L’année prochaine, Orano quittera sa tour de la Défense pour un siège plus modeste en région parisienne. « Nos dépenses immobilières passeront alors de 15 millions à 5 millions d’euros », indique Philippe Knoche. Pour l’année fiscale 2018, qui débute le 1er avril, le directeur général mise sur un taux de marge de 8 % et un cash flow net positif. Ce serait une première depuis 2005. « Avec les contrats récurrents venant d’EDF et le marché nucléaire japonais qui redémarre, l’objectif n’est pas irréalisable », estime Nicolas Goldberg, analyste au cabinet Colombus Consulting.
Les dirigeants pointent la force du carnet de commandes : 31 milliards d’euros, soit huit années de chiffre d’affaires. Une assurance tous risques ? « Parler de carnet de commandes dans le nucléaire n’a pas de sens, objecte l’expert Mycle Schneider, auteur du World Nuclear Industry Status Report 2017. L’an dernier, quatre réacteurs ont été lancés dans le monde, alors que l’industrie attendait seize mises en service » Jean-Pierre Bachmann, coordonnateur CFDT, redoute les mouvements d’humeur des politiques : « S’il y a une transition énergétique trop brutale, ça peut nous tuer. »
Depuis la catastrophe de Fukushima en 2011, le nucléaire est un marché de niche. La France et la Corée du Sud réduisent la voilure, la Suisse a rejoint l’Allemagne, l’Italie, l’Autriche et Taïwan pour dire non à l’atome. Aux Etats-Unis, le nucléaire n’est plus compétitif par rapport au gaz de schiste. Orano a dû mettre sous cocon une partie de ses mines. L’uranium se négocie aujourd’hui à environ 24 dollars la livre, près de deux fois moins qu’il y a quatre ans. Les renouvelables ont le vent en poupe. En 2016, les nouvelles capacités se sont élevées à 147 gigawatts, contre 9 pour le nucléaire.
Mais le monde de demain peut-il reposer sur les seuls renouvelables ? L’Allemagne, qui a voulu le faire, a dû rouvrir ses mines de charbon. Et son bilan CO2 s’est dégradé. Pour lutter contre le réchauffement climatique, le nucléaire, énergie décarbonée, fait partie des solutions, estime Philippe Knoche. Pendant dix-sept ans, il a martelé ce discours dans les enceintes d’Areva. Il le fait désormais au sein d’Orano. En bon petit soldat de l’atome.

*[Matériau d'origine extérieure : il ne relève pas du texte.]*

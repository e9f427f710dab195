//! Sink contract
//!
//! Every archive destination answers the same three questions: how it
//! wants to be batched, how to store a batch, and how to release its
//! resources. The destinations are a closed set, so they are modeled as a
//! tagged variant rather than a trait hierarchy; the scheduler matches on
//! nothing but these three methods.

use std::time::Duration;

use tokio_util::sync::CancellationToken;

use archiver_config::Config;
use logscore::LogScore;

use crate::bigquery::BigQueryArchiver;
use crate::cleanup::CleanupSink;
use crate::clickhouse::ClickHouseArchiver;
use crate::error::{Result, StorageError};
use crate::fileavro::AvroArchiver;
use crate::gcsavro::GcsAvroArchiver;

/// Batching preferences a destination announces to the scheduler.
#[derive(Debug, Clone, Copy, PartialEq, Eq)]
pub struct BatchSizing {
    /// Skip the destination this run when fewer candidate rows exist.
    pub min_size: usize,

    /// Fetch at most this many rows per batch.
    pub max_size: usize,

    /// Minimum wall-clock distance from the destination's last
    /// successful batch.
    pub interval: Duration,
}

/// One configured archive destination.
#[derive(Debug)]
pub enum Sink {
    FileAvro(AvroArchiver),
    GcsAvro(GcsAvroArchiver),
    BigQuery(BigQueryArchiver),
    ClickHouse(ClickHouseArchiver),
    Cleanup(CleanupSink),
}

impl Sink {
    /// Build the destination registered under `name`.
    ///
    /// Construction already validates backend configuration (paths,
    /// buckets, DSNs) and performs one-time setup such as the ClickHouse
    /// DDL.
    pub async fn by_name(
        name: &str,
        config: &Config,
        cancel: CancellationToken,
    ) -> Result<Self> {
        match name {
            "fileavro" => {
                if config.storage.avro_path.is_empty() {
                    return Err(StorageError::config("avro_path must be set"));
                }
                Ok(Self::FileAvro(AvroArchiver::new(
                    &config.storage.avro_path,
                    &config.batch,
                )?))
            }
            "gcsavro" => Ok(Self::GcsAvro(GcsAvroArchiver::new(config, cancel)?)),
            "bigquery" => Ok(Self::BigQuery(BigQueryArchiver::new(config, cancel).await?)),
            "clickhouse" => Ok(Self::ClickHouse(ClickHouseArchiver::new(config).await?)),
            "cleanup" => Ok(Self::Cleanup(CleanupSink::new(
                config.cleanup.fake_interval,
            ))),
            other => Err(StorageError::UnknownArchiver(other.to_string())),
        }
    }

    /// Destination kind, for logging.
    pub fn kind(&self) -> &'static str {
        match self {
            Self::FileAvro(_) => "fileavro",
            Self::GcsAvro(_) => "gcsavro",
            Self::BigQuery(_) => "bigquery",
            Self::ClickHouse(_) => "clickhouse",
            Self::Cleanup(_) => "cleanup",
        }
    }

    /// Batching preferences for this destination.
    pub fn batch_sizing(&self) -> BatchSizing {
        match self {
            Self::FileAvro(a) => a.batch_sizing(),
            Self::GcsAvro(a) => a.batch_sizing(),
            Self::BigQuery(a) => a.batch_sizing(),
            Self::ClickHouse(a) => a.batch_sizing(),
            Self::Cleanup(a) => a.batch_sizing(),
        }
    }

    /// Durably commit a batch, all-or-nothing. Returns the number of
    /// records stored. On error no watermark may be advanced; retrying
    /// the same batch must be safe.
    pub async fn store(&mut self, batch: &[LogScore]) -> Result<usize> {
        match self {
            Self::FileAvro(a) => a.store(batch),
            Self::GcsAvro(a) => a.store(batch).await,
            Self::BigQuery(a) => a.store(batch).await,
            Self::ClickHouse(a) => a.store(batch).await,
            Self::Cleanup(a) => a.store(batch),
        }
    }

    /// Release per-destination resources. Called exactly once per run, on
    /// every exit path.
    pub async fn close(&mut self) -> Result<()> {
        match self {
            Self::FileAvro(_) => Ok(()),
            Self::GcsAvro(a) => a.close().await,
            Self::BigQuery(a) => a.close().await,
            Self::ClickHouse(a) => a.close().await,
            Self::Cleanup(a) => a.close(),
        }
    }
}
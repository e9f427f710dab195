//! Storage layer errors

use thiserror::Error;

/// Result alias for storage operations
pub type Result<T> = std::result::Result<T, StorageError>;

/// Errors from the watermark store and the archive destinations
#[derive(Debug, Error)]
pub enum StorageError {
    /// A destination was selected but its configuration is missing
    #[error("configuration error: {0}")]
    Config(String),

    /// No destination is registered under this name
    #[error("unknown archiver '{0}'")]
    UnknownArchiver(String),

    /// No watermark row is provisioned for this archiver
    #[error("no archive status entry for '{0}'")]
    StatusMissing(String),

    /// Source-database layer error
    #[error(transparent)]
    Db(#[from] archiver_db::DbError),

    /// Driver error from the watermark table
    #[error("database error: {0}")]
    Mysql(#[from] mysql_async::Error),

    /// Filesystem error
    #[error("I/O error: {0}")]
    Io(#[from] std::io::Error),

    /// Avro schema or encoding error
    #[error("avro error: {0}")]
    Avro(#[from] apache_avro::Error),

    /// Object storage error
    #[error("object store error: {0}")]
    ObjectStore(#[from] object_store::Error),

    /// ClickHouse client error
    #[error("clickhouse error: {0}")]
    ClickHouse(#[from] clickhouse::error::Error),

    /// BigQuery client error
    #[error("bigquery error: {0}")]
    BigQuery(#[from] gcp_bigquery_client::error::BQError),

    /// A warehouse load job terminated unsuccessfully
    #[error("load job failed: {0}")]
    LoadJob(String),

    /// The cleanup pseudo-sink cannot store data
    #[error("cleanup archiver cannot store data")]
    CleanupStore,

    /// The run was cancelled mid-operation
    #[error("operation cancelled")]
    Cancelled,
}

impl StorageError {
    /// Create a configuration error
    pub fn config(msg: impl Into<String>) -> Self {
        Self::Config(msg.into())
    }
}
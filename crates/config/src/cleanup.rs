//! Cleanup engine configuration

use serde::Deserialize;
use std::time::Duration;

/// Settings for the source-table cleanup engine
#[derive(Debug, Clone, Deserialize)]
#[serde(default)]
pub struct CleanupConfig {
    /// Minimum interval between cleanup runs
    /// Default: 4m
    #[serde(with = "humantime_serde")]
    pub default_interval: Duration,

    /// Rows deleted per cleanup pass
    /// Default: 200_000
    pub batch_size: usize,

    /// Shorter interval after a full delete batch. Currently unused: the
    /// full-batch counter does not survive the process, so a one-shot run
    /// can never observe it.
    /// Default: 1m
    #[serde(with = "humantime_serde")]
    pub reduced_interval: Duration,

    /// Interval reported by the cleanup pseudo-sink's sizing
    /// Default: 10m
    #[serde(with = "humantime_serde")]
    pub fake_interval: Duration,
}

impl Default for CleanupConfig {
    fn default() -> Self {
        Self {
            default_interval: Duration::from_secs(4 * 60),
            batch_size: 200_000,
            reduced_interval: Duration::from_secs(60),
            fake_interval: Duration::from_secs(10 * 60),
        }
    }
}
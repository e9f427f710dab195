use super::*;
use std::collections::HashMap;
use std::sync::Mutex;

use archiver_storage::{Result as StorageResult, StorageError};
use logscore::LogScoreMeta;

// =============================================================================
// In-memory fakes
// =============================================================================

/// Record supply backed by a vector of rows.
struct MemorySource {
    rows: Vec<LogScore>,
    /// When set, counting reports this instead of the real backlog.
    fake_count: Option<usize>,
}

impl MemorySource {
    fn with_ids(range: std::ops::RangeInclusive<i64>) -> Self {
        let rows = range.map(score).collect();
        Self {
            rows,
            fake_count: None,
        }
    }
}

fn score(id: i64) -> LogScore {
    LogScore {
        id,
        server_id: 200,
        monitor_id: 1,
        ts: 1_640_995_200 + id,
        score: 10.0,
        step: 0.1,
        offset: None,
        rtt: None,
        meta: LogScoreMeta::default(),
    }
}

#[async_trait]
impl RecordSource for MemorySource {
    async fn count_after(&mut self, id: Option<i64>) -> Result<usize> {
        if let Some(count) = self.fake_count {
            return Ok(count);
        }
        let bound = id.unwrap_or(0);
        Ok(self.rows.iter().filter(|r| r.id > bound).count())
    }

    async fn fetch_after(&mut self, last_id: i64, limit: usize) -> Result<Vec<LogScore>> {
        let mut rows: Vec<_> = self
            .rows
            .iter()
            .filter(|r| r.id > last_id)
            .cloned()
            .collect();
        rows.sort_by_key(|r| r.id);
        rows.truncate(limit);
        Ok(rows)
    }
}

/// Recording destination that counts deliveries per record id.
struct MemorySink {
    sizing: BatchSizing,
    batches: Vec<Vec<i64>>,
    deliveries: HashMap<i64, usize>,
    fail_on_batch: Option<usize>,
}

impl MemorySink {
    fn new(min_size: usize, max_size: usize) -> Self {
        Self {
            sizing: BatchSizing {
                min_size,
                max_size,
                interval: std::time::Duration::ZERO,
            },
            batches: Vec::new(),
            deliveries: HashMap::new(),
            fail_on_batch: None,
        }
    }

    fn with_interval(mut self, interval: std::time::Duration) -> Self {
        self.sizing.interval = interval;
        self
    }

    fn total_stored(&self) -> usize {
        self.batches.iter().map(|b| b.len()).sum()
    }
}

#[async_trait]
impl Destination for MemorySink {
    fn batch_sizing(&self) -> BatchSizing {
        self.sizing
    }

    async fn store(&mut self, batch: &[LogScore]) -> StorageResult<usize> {
        if self.fail_on_batch == Some(self.batches.len()) {
            return Err(StorageError::config("injected store failure"));
        }
        let ids: Vec<i64> = batch.iter().map(|r| r.id).collect();
        for id in &ids {
            *self.deliveries.entry(*id).or_default() += 1;
        }
        self.batches.push(ids);
        Ok(batch.len())
    }
}

/// In-memory watermark store.
struct MemoryStatusStore {
    entries: Mutex<HashMap<String, ArchiveStatus>>,
}

impl MemoryStatusStore {
    fn with_entry(status: &ArchiveStatus) -> Self {
        let mut entries = HashMap::new();
        entries.insert(status.archiver.clone(), status.clone());
        Self {
            entries: Mutex::new(entries),
        }
    }

    fn watermark(&self, archiver: &str) -> Option<i64> {
        self.entries
            .lock()
            .unwrap()
            .get(archiver)
            .and_then(|s| s.log_score_id)
    }
}

#[async_trait]
impl StatusStore for MemoryStatusStore {
    async fn list_all(&self) -> StorageResult<Vec<ArchiveStatus>> {
        let mut all: Vec<_> = self.entries.lock().unwrap().values().cloned().collect();
        all.sort_by_key(|s| (s.log_score_id, s.modified_on));
        Ok(all)
    }

    async fn advance(&self, archiver: &str, new_id: i64) -> StorageResult<chrono::DateTime<Utc>> {
        let now = Utc::now();
        let mut entries = self.entries.lock().unwrap();
        let entry = entries
            .get_mut(archiver)
            .ok_or_else(|| StorageError::StatusMissing(archiver.to_string()))?;
        entry.apply_advance(new_id, now);
        Ok(now)
    }
}

fn status(archiver: &str, log_score_id: Option<i64>) -> ArchiveStatus {
    ArchiveStatus {
        id: 1,
        archiver: archiver.into(),
        log_score_id,
        modified_on: None,
    }
}

// =============================================================================
// Batch loop behavior
// =============================================================================

#[tokio::test]
async fn test_full_drain_in_bounded_ordered_batches() {
    let mut source = MemorySource::with_ids(1..=600);
    let mut sink = MemorySink::new(50, 100);
    let mut entry = status("test", None);
    let store = MemoryStatusStore::with_entry(&entry);
    let cancel = CancellationToken::new();

    archive_destination(&mut source, &mut sink, &mut entry, &store, &cancel)
        .await
        .unwrap();

    // every record delivered exactly once
    assert_eq!(sink.total_stored(), 600);
    assert!(sink.deliveries.values().all(|&n| n == 1));

    // batch bounds: 1..=max records per invocation
    for batch in &sink.batches {
        assert!(!batch.is_empty());
        assert!(batch.len() <= 100);
        // strictly increasing ids within a batch
        assert!(batch.windows(2).all(|w| w[0] < w[1]));
    }

    // watermark followed the last id, in memory and in the store
    assert_eq!(entry.log_score_id, Some(600));
    assert_eq!(store.watermark("test"), Some(600));
}

#[tokio::test]
async fn test_watermark_is_monotonic_across_batches() {
    let mut source = MemorySource::with_ids(1..=500);
    let mut sink = MemorySink::new(10, 64);
    let mut entry = status("test", None);
    let store = MemoryStatusStore::with_entry(&entry);
    let cancel = CancellationToken::new();

    archive_destination(&mut source, &mut sink, &mut entry, &store, &cancel)
        .await
        .unwrap();

    let last_ids: Vec<i64> = sink.batches.iter().map(|b| *b.last().unwrap()).collect();
    assert!(last_ids.windows(2).all(|w| w[0] < w[1]));
}

#[tokio::test]
async fn test_skips_when_backlog_below_min() {
    let mut source = MemorySource::with_ids(1..=40);
    let mut sink = MemorySink::new(50, 100);
    let mut entry = status("test", None);
    let store = MemoryStatusStore::with_entry(&entry);
    let cancel = CancellationToken::new();

    archive_destination(&mut source, &mut sink, &mut entry, &store, &cancel)
        .await
        .unwrap();

    assert!(sink.batches.is_empty());
    assert_eq!(entry.log_score_id, None);
}

#[tokio::test]
async fn test_leaves_tail_below_min() {
    let mut source = MemorySource::with_ids(1..=120);
    let mut sink = MemorySink::new(50, 100);
    let mut entry = status("test", None);
    let store = MemoryStatusStore::with_entry(&entry);
    let cancel = CancellationToken::new();

    archive_destination(&mut source, &mut sink, &mut entry, &store, &cancel)
        .await
        .unwrap();

    // one batch of 100; the 20-row tail stays below min for the next run
    assert_eq!(sink.batches.len(), 1);
    assert_eq!(sink.total_stored(), 100);
    assert_eq!(entry.log_score_id, Some(100));
}

#[tokio::test]
async fn test_resumes_from_existing_watermark() {
    let mut source = MemorySource::with_ids(1..=300);
    let mut sink = MemorySink::new(10, 1000);
    let mut entry = status("test", Some(200));
    let store = MemoryStatusStore::with_entry(&entry);
    let cancel = CancellationToken::new();

    archive_destination(&mut source, &mut sink, &mut entry, &store, &cancel)
        .await
        .unwrap();

    // nothing at or below the watermark is re-read
    assert_eq!(sink.total_stored(), 100);
    assert!(sink.deliveries.keys().all(|&id| id > 200));
    assert_eq!(entry.log_score_id, Some(300));
}

#[tokio::test]
async fn test_interval_gate_skips_recent_destination() {
    let mut source = MemorySource::with_ids(1..=1000);
    let mut sink = MemorySink::new(10, 100).with_interval(std::time::Duration::from_secs(3600));
    let mut entry = status("test", None);
    entry.modified_on = Some(Utc::now() - chrono::Duration::minutes(10));
    let store = MemoryStatusStore::with_entry(&entry);
    let cancel = CancellationToken::new();

    archive_destination(&mut source, &mut sink, &mut entry, &store, &cancel)
        .await
        .unwrap();

    assert!(sink.batches.is_empty(), "interval has not elapsed");
}

#[tokio::test]
async fn test_interval_gate_allows_elapsed_destination() {
    let mut source = MemorySource::with_ids(1..=1000);
    let mut sink = MemorySink::new(10, 500).with_interval(std::time::Duration::from_secs(3600));
    let mut entry = status("test", None);
    entry.modified_on = Some(Utc::now() - chrono::Duration::hours(2));
    let store = MemoryStatusStore::with_entry(&entry);
    let cancel = CancellationToken::new();

    archive_destination(&mut source, &mut sink, &mut entry, &store, &cancel)
        .await
        .unwrap();

    assert_eq!(sink.total_stored(), 1000);
}

#[tokio::test]
async fn test_store_error_does_not_advance_watermark() {
    let mut source = MemorySource::with_ids(1..=500);
    let mut sink = MemorySink::new(10, 100);
    sink.fail_on_batch = Some(2); // third batch fails
    let mut entry = status("test", None);
    let store = MemoryStatusStore::with_entry(&entry);
    let cancel = CancellationToken::new();

    let err = archive_destination(&mut source, &mut sink, &mut entry, &store, &cancel)
        .await
        .unwrap_err();
    assert!(matches!(err, SourceError::Storage(_)));

    // two committed batches of 100; the failed batch moved nothing
    assert_eq!(entry.log_score_id, Some(200));
    assert_eq!(store.watermark("test"), Some(200));
}

#[tokio::test]
async fn test_redelivery_after_crash_window() {
    // A previous run stored ids 1..=100 but crashed before advancing the
    // watermark. The re-run must deliver that batch again, exactly once.
    let mut source = MemorySource::with_ids(1..=150);
    let mut sink = MemorySink::new(10, 100);
    for id in 1..=100 {
        sink.deliveries.insert(id, 1);
    }
    let mut entry = status("test", None);
    let store = MemoryStatusStore::with_entry(&entry);
    let cancel = CancellationToken::new();

    archive_destination(&mut source, &mut sink, &mut entry, &store, &cancel)
        .await
        .unwrap();

    let duplicated = sink
        .deliveries
        .iter()
        .filter(|(_, &count)| count == 2)
        .count();
    assert_eq!(duplicated, 100, "exactly the crashed batch is re-sent");
    assert!(sink.deliveries.values().all(|&count| count <= 2));
    assert_eq!(entry.log_score_id, Some(150));
}

#[tokio::test]
async fn test_rerun_after_success_is_noop() {
    let mut source = MemorySource::with_ids(1..=200);
    let mut sink = MemorySink::new(10, 100);
    let mut entry = status("test", None);
    let store = MemoryStatusStore::with_entry(&entry);
    let cancel = CancellationToken::new();

    archive_destination(&mut source, &mut sink, &mut entry, &store, &cancel)
        .await
        .unwrap();
    let stored_first = sink.total_stored();

    archive_destination(&mut source, &mut sink, &mut entry, &store, &cancel)
        .await
        .unwrap();

    assert_eq!(sink.total_stored(), stored_first, "second run stores nothing");
}

#[tokio::test]
async fn test_empty_fetch_breaks_loop() {
    let mut source = MemorySource::with_ids(1..=0); // no rows
    source.fake_count = Some(500); // counting lies
    let mut sink = MemorySink::new(10, 100);
    let mut entry = status("test", None);
    let store = MemoryStatusStore::with_entry(&entry);
    let cancel = CancellationToken::new();

    archive_destination(&mut source, &mut sink, &mut entry, &store, &cancel)
        .await
        .unwrap();

    assert!(sink.batches.is_empty());
    assert_eq!(entry.log_score_id, None);
}

#[tokio::test]
async fn test_cancellation_stops_between_batches() {
    let mut source = MemorySource::with_ids(1..=1000);
    let mut sink = MemorySink::new(10, 100);
    let mut entry = status("test", None);
    let store = MemoryStatusStore::with_entry(&entry);
    let cancel = CancellationToken::new();
    cancel.cancel();

    let err = archive_destination(&mut source, &mut sink, &mut entry, &store, &cancel)
        .await
        .unwrap_err();
    assert!(matches!(err, SourceError::Cancelled));
    assert!(sink.batches.is_empty());
}

// =============================================================================
// too_soon
// =============================================================================

#[test]
fn test_too_soon_never_ran() {
    assert!(too_soon(None, std::time::Duration::from_secs(3600)).is_none());
}

#[test]
fn test_too_soon_within_interval() {
    let last = Utc::now() - chrono::Duration::minutes(30);
    let next = too_soon(Some(last), std::time::Duration::from_secs(3600));
    assert!(next.is_some());
    assert_eq!(next.unwrap(), last + chrono::Duration::hours(1));
}

#[test]
fn test_too_soon_after_interval() {
    let last = Utc::now() - chrono::Duration::hours(2);
    assert!(too_soon(Some(last), std::time::Duration::from_secs(3600)).is_none());
}

#[test]
fn test_too_soon_zero_interval() {
    let last = Utc::now();
    assert!(too_soon(Some(last), std::time::Duration::ZERO).is_none());
}
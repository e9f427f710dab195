//! Source table adapter
//!
//! Reads log scores out of the relational source table. The table name is
//! the only dynamically interpolated SQL fragment and must come from the
//! configured allow-list; every value position is parameterized.
//!
//! The optional `attributes` and `rtt` columns are detected per run via
//! `DESCRIBE` and included in the projection only when present. Detection
//! is cached on the adapter, which lives for exactly one run.

use std::collections::HashSet;

use mysql_async::prelude::*;
use mysql_async::Row;
use tracing::debug;

use archiver_config::Config;
use archiver_db::Pool;
use logscore::{LogScore, LogScoreMeta};

use crate::error::{Result, SourceError};

/// Adapter over one allow-listed source table.
#[derive(Debug)]
pub struct Source {
    table: String,
    retention_days: u32,
    pool: Pool,
    columns: Option<HashSet<String>>,
}

impl Source {
    /// Create an adapter for `table`.
    ///
    /// Fails when the name is not in the allow-list. A `retention_days`
    /// of zero falls back to the configured default.
    pub fn new(table: &str, retention_days: u32, config: &Config, pool: Pool) -> Result<Self> {
        if !config.is_valid_table(table) {
            return Err(SourceError::InvalidTable(table.to_string()));
        }

        let retention_days = if retention_days == 0 {
            config.app.retention_days_default
        } else {
            retention_days
        };

        Ok(Self {
            table: table.to_string(),
            retention_days,
            pool,
            columns: None,
        })
    }

    /// Table this adapter reads from.
    pub fn table(&self) -> &str {
        &self.table
    }

    /// Retention horizon in days for the cleanup engine.
    pub fn retention_days(&self) -> u32 {
        self.retention_days
    }

    /// Whether the table has a column named `field`.
    ///
    /// The column set is described once per run and cached.
    pub async fn has_field(&mut self, field: &str) -> Result<bool> {
        if self.columns.is_none() {
            let mut conn = self.pool.get_conn().await?;
            let rows: Vec<Row> = conn.query(format!("DESCRIBE {}", self.table)).await?;

            let mut columns = HashSet::new();
            for mut row in rows {
                let name: String = row
                    .take(0)
                    .ok_or_else(|| SourceError::scan(0, "DESCRIBE returned no field name"))?;
                columns.insert(name);
            }
            debug!(table = %self.table, columns = columns.len(), "described table");
            self.columns = Some(columns);
        }

        Ok(self
            .columns
            .as_ref()
            .is_some_and(|c| c.contains(field)))
    }

    /// Count rows with `id` strictly greater than the watermark, or all
    /// rows when there is no watermark yet.
    pub async fn count_after(&self, id: Option<i64>) -> Result<usize> {
        let mut conn = self.pool.get_conn().await?;

        let count: Option<i64> = match id {
            Some(id) => {
                conn.exec_first(
                    format!("select count(*) from {} where id > ?", self.table),
                    (id,),
                )
                .await?
            }
            None => {
                conn.query_first(format!("select count(*) from {}", self.table))
                    .await?
            }
        };

        Ok(count.unwrap_or(0).max(0) as usize)
    }

    /// Fetch up to `limit` records with `id` strictly greater than
    /// `last_id`, ordered by ascending `id`. Downstream correctness
    /// depends on the ordering.
    pub async fn fetch_after(&mut self, last_id: i64, limit: usize) -> Result<Vec<LogScore>> {
        let has_attributes = self.has_field("attributes").await?;
        let has_rtt = self.has_field("rtt").await?;

        let sql = fetch_sql(&self.table, has_attributes, has_rtt);

        let mut conn = self.pool.get_conn().await?;
        let rows: Vec<Row> = conn.exec(sql, (last_id, limit as u64)).await?;

        let mut scores = Vec::with_capacity(rows.len());
        for row in rows {
            scores.push(scan_row(row, has_attributes, has_rtt)?);
        }
        Ok(scores)
    }

    /// Delete up to `limit` rows older than `days` with `id` strictly
    /// below `floor`. Returns the number of deleted rows.
    pub async fn delete_before(&self, days: u32, floor: i64, limit: usize) -> Result<u64> {
        let mut conn = self.pool.get_conn().await?;

        let result = conn
            .exec_iter(
                format!(
                    "delete from {} \
                     where ts < date_sub(now(), interval ? day) and id < ? \
                     order by id limit ?",
                    self.table
                ),
                (days, floor, limit as u64),
            )
            .await?;

        Ok(result.affected_rows())
    }
}

/// Compose the fetch statement for the detected column set.
pub(crate) fn fetch_sql(table: &str, has_attributes: bool, has_rtt: bool) -> String {
    let mut fields =
        String::from("id,monitor_id,server_id,UNIX_TIMESTAMP(ts),score,step,offset");
    if has_attributes {
        fields.push_str(",attributes");
    }
    if has_rtt {
        fields.push_str(",rtt");
    }

    format!("select {fields} from {table} where id > ? order by id limit ?")
}

/// Bind one fetched row into a record.
///
/// Column positions follow the composed projection. A NULL `monitor_id`
/// maps to zero; a NULL or empty `attributes` blob means no metadata.
fn scan_row(mut row: Row, has_attributes: bool, has_rtt: bool) -> Result<LogScore> {
    fn take<T: FromValue>(row: &mut Row, column: usize) -> Result<T> {
        row.take(column)
            .ok_or_else(|| SourceError::scan(column, "unexpected value type"))
    }

    let id: i64 = take(&mut row, 0)?;
    let monitor_id: Option<i64> = take(&mut row, 1)?;
    let server_id: i64 = take(&mut row, 2)?;
    let ts: i64 = take(&mut row, 3)?;
    let score: f64 = take(&mut row, 4)?;
    let step: f64 = take(&mut row, 5)?;
    let offset: Option<f64> = take(&mut row, 6)?;

    let mut column = 7;
    let meta = if has_attributes {
        let raw: Option<Vec<u8>> = take(&mut row, column)?;
        column += 1;
        match raw {
            Some(bytes) if !bytes.is_empty() => serde_json::from_slice(&bytes)?,
            _ => LogScoreMeta::default(),
        }
    } else {
        LogScoreMeta::default()
    };

    let rtt: Option<i64> = if has_rtt {
        take(&mut row, column)?
    } else {
        None
    };

    Ok(LogScore {
        id,
        server_id,
        monitor_id: monitor_id.unwrap_or(0),
        ts,
        score,
        step,
        offset,
        rtt,
        meta,
    })
}

#[cfg(test)]
#[path = "source_test.rs"]
mod source_test;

Quelle valeur accorder au « protocole d’accord commercial » signé début janvier en présence d’Emmanuel Macron et de Xi Jinping pour la construction en Chine d’une usine de traitement de combustibles nucléaires usés ? « Cela représente un montant de 10 milliards d’euros immédiats, s’est enthousiasmé le ministre de l’Economie Bruno Le Maire. Cela sauvera la filière » nucléaire. Vraiment ? Depuis l’accident de Fukushima et la chute des prix de l’uranium, le processus de recyclage des déchets est moins attractif. En outre, la Chine étudie d’autres technologies, dont l’entreposage à sec. Enfin, ce type de contrats où les Etats sont parties prenantes met toujours beaucoup de temps à aboutir. Au Japon, JNFL a reporté 23 fois l’ouverture du site de traitement des combustibles usés de Rokkasho qui avait été signé en 1987 avec la Cogema. Li Ning, membre du comité d’Etat sur les technologies nucléaires, juge « assez faible » la probabilité que Pékin signe un contrat formel avec Orano.